Using the data beneath, show every line that includes the word "parsed".

[Stored data]
────────────────────────────────────────

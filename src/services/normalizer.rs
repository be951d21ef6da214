//! Gateway payload normalization.
//!
//! Payment gateways disagree on field names and nesting: the same logical
//! event may arrive as `{status: ...}`, `{data: {status: ...}}` or
//! `{payment_status: ...}`, and the identifiers as `order_id`,
//! `transaction_id` or `reference`. Rather than one schema per provider,
//! the normalizer evaluates ordered lists of field paths against the parsed
//! JSON tree and takes the first non-empty hit, then maps the raw status
//! string into one of four canonical buckets through fixed vocabulary sets.
//!
//! A status outside every vocabulary set becomes [`CanonicalStatus::Unrecognized`],
//! which the pipeline treats as a no-op.

use serde_json::Value;

/// Field paths probed for the internal transaction reference, in priority
/// order.
const REFERENCE_PATHS: &[&[&str]] = &[
    &["order_id"],
    &["data", "order_id"],
    &["reference"],
    &["transaction_reference"],
];

/// Field paths probed for the gateway-assigned transaction id.
const GATEWAY_ID_PATHS: &[&[&str]] = &[
    &["transaction_id"],
    &["data", "transaction_id"],
    &["gateway_transaction_id"],
];

/// Field paths probed for the status string.
const STATUS_PATHS: &[&[&str]] = &[
    &["status"],
    &["data", "status"],
    &["payment_status"],
    &["data", "payment_status"],
    &["event_type"],
    &["event"],
    &["type"],
];

/// Field paths probed for a human-readable failure reason.
const FAILURE_REASON_PATHS: &[&[&str]] =
    &[&["failure_reason"], &["data", "failure_reason"], &["reason"]];

const SUCCESS_STATUSES: &[&str] = &[
    "SUCCESS",
    "SUCCEEDED",
    "COMPLETED",
    "APPROVED",
    "PAID",
    "SETTLED",
    "SUCCESSFUL",
];
const PENDING_STATUSES: &[&str] = &["PENDING", "PROCESSING", "AWAITING", "QUEUED"];
const CANCELLED_STATUSES: &[&str] = &["CANCELLED", "CANCELED"];
const FAILED_STATUSES: &[&str] = &["FAILED", "DECLINED", "ERROR", "REJECTED", "TIMEOUT"];

/// Canonical outcome bucket for a gateway status string.
#[derive(Debug, Clone, Copy, PartialEq, Eq)]
pub enum CanonicalStatus {
    Success,
    Pending,
    Cancelled,
    Failed,
    /// Outside every known vocabulary; processed as a no-op.
    Unrecognized,
}

/// A gateway payload reduced to the fields the pipeline acts on.
#[derive(Debug, Clone)]
pub struct NormalizedEvent {
    /// Internal transaction reference echoed back by the gateway
    pub reference: Option<String>,

    /// Gateway-assigned transaction id
    pub gateway_id: Option<String>,

    /// Upper-cased raw status string, kept for logging
    pub raw_status: Option<String>,

    /// Canonical bucket the raw status maps into
    pub status: CanonicalStatus,

    /// Failure reason supplied by the gateway, if any
    pub failure_reason: Option<String>,

    /// The raw payload, persisted for forensic replay
    pub payload: Value,
}

/// Reduce a parsed webhook payload to a [`NormalizedEvent`].
pub fn normalize(payload: &Value) -> NormalizedEvent {
    let raw_status = first_value(payload, STATUS_PATHS).map(|s| s.to_uppercase());
    let status = match raw_status.as_deref() {
        Some(raw) => bucket_status(raw),
        None => CanonicalStatus::Unrecognized,
    };

    NormalizedEvent {
        reference: first_value(payload, REFERENCE_PATHS),
        gateway_id: first_value(payload, GATEWAY_ID_PATHS),
        raw_status,
        status,
        failure_reason: first_value(payload, FAILURE_REASON_PATHS),
        payload: payload.clone(),
    }
}

fn bucket_status(raw: &str) -> CanonicalStatus {
    if SUCCESS_STATUSES.contains(&raw) {
        CanonicalStatus::Success
    } else if PENDING_STATUSES.contains(&raw) {
        CanonicalStatus::Pending
    } else if CANCELLED_STATUSES.contains(&raw) {
        CanonicalStatus::Cancelled
    } else if FAILED_STATUSES.contains(&raw) {
        CanonicalStatus::Failed
    } else {
        CanonicalStatus::Unrecognized
    }
}

/// First non-empty value among `paths`, in order.
fn first_value(payload: &Value, paths: &[&[&str]]) -> Option<String> {
    paths
        .iter()
        .find_map(|path| lookup(payload, path).and_then(value_to_string))
}

/// Walk a dotted path through nested JSON objects.
fn lookup<'a>(payload: &'a Value, path: &[&str]) -> Option<&'a Value> {
    let mut current = payload;
    for segment in path {
        current = current.get(segment)?;
    }
    Some(current)
}

/// Strings and numbers count as values; empty and whitespace-only strings
/// do not. Identifiers occasionally arrive as bare JSON numbers.
fn value_to_string(value: &Value) -> Option<String> {
    match value {
        Value::String(s) if !s.trim().is_empty() => Some(s.clone()),
        Value::Number(n) => Some(n.to_string()),
        _ => None,
    }
}

#[cfg(test)]
mod tests {
    use super::*;
    use serde_json::json;

    #[test]
    fn top_level_status_maps_to_success() {
        let event = normalize(&json!({"order_id": "R1", "status": "SUCCESS"}));
        assert_eq!(event.status, CanonicalStatus::Success);
        assert_eq!(event.reference.as_deref(), Some("R1"));
    }

    #[test]
    fn equivalent_nestings_produce_the_same_bucket() {
        let shapes = [
            json!({"order_id": "R1", "status": "paid"}),
            json!({"order_id": "R1", "data": {"status": "PAID"}}),
            json!({"order_id": "R1", "payment_status": "Paid"}),
        ];
        for payload in &shapes {
            let event = normalize(payload);
            assert_eq!(event.status, CanonicalStatus::Success, "payload: {payload}");
        }
    }

    #[test]
    fn status_matching_is_case_insensitive() {
        let event = normalize(&json!({"status": "declined"}));
        assert_eq!(event.status, CanonicalStatus::Failed);
        assert_eq!(event.raw_status.as_deref(), Some("DECLINED"));
    }

    #[test]
    fn both_cancelled_spellings_map_to_cancelled() {
        for raw in ["CANCELLED", "canceled"] {
            let event = normalize(&json!({"status": raw}));
            assert_eq!(event.status, CanonicalStatus::Cancelled);
        }
    }

    #[test]
    fn pending_vocabulary_maps_to_pending() {
        for raw in ["PENDING", "processing", "AWAITING", "queued"] {
            let event = normalize(&json!({"status": raw}));
            assert_eq!(event.status, CanonicalStatus::Pending);
        }
    }

    #[test]
    fn unknown_status_is_unrecognized() {
        let event = normalize(&json!({"status": "UNKNOWN_EVENT"}));
        assert_eq!(event.status, CanonicalStatus::Unrecognized);
    }

    #[test]
    fn missing_status_is_unrecognized() {
        let event = normalize(&json!({"order_id": "R1"}));
        assert_eq!(event.status, CanonicalStatus::Unrecognized);
        assert_eq!(event.raw_status, None);
    }

    #[test]
    fn reference_paths_are_probed_in_priority_order() {
        let event = normalize(&json!({
            "order_id": "first",
            "reference": "later",
            "data": {"order_id": "nested"}
        }));
        assert_eq!(event.reference.as_deref(), Some("first"));
    }

    #[test]
    fn nested_reference_is_found_when_top_level_is_absent() {
        let event = normalize(&json!({"data": {"order_id": "R7"}}));
        assert_eq!(event.reference.as_deref(), Some("R7"));
    }

    #[test]
    fn gateway_id_extracted_from_known_paths() {
        let event = normalize(&json!({"data": {"transaction_id": "GW42"}}));
        assert_eq!(event.gateway_id.as_deref(), Some("GW42"));
    }

    #[test]
    fn numeric_identifiers_are_stringified() {
        let event = normalize(&json!({"order_id": 981, "status": "SUCCESS"}));
        assert_eq!(event.reference.as_deref(), Some("981"));
    }

    #[test]
    fn empty_strings_do_not_count_as_values() {
        let event = normalize(&json!({"order_id": "", "reference": "R2"}));
        assert_eq!(event.reference.as_deref(), Some("R2"));
    }

    #[test]
    fn failure_reason_is_extracted() {
        let event = normalize(&json!({
            "transaction_id": "GW9",
            "status": "FAILED",
            "failure_reason": "insufficient_funds"
        }));
        assert_eq!(event.status, CanonicalStatus::Failed);
        assert_eq!(event.failure_reason.as_deref(), Some("insufficient_funds"));
    }

    #[test]
    fn event_type_field_is_a_status_source() {
        let event = normalize(&json!({"order_id": "R1", "event_type": "settled"}));
        assert_eq!(event.status, CanonicalStatus::Success);
    }
}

────────────────────────────────────────

→ Task answer
//! the normalizer evaluates ordered lists of field paths against the parsed
/// Reduce a parsed webhook payload to a [`NormalizedEvent`].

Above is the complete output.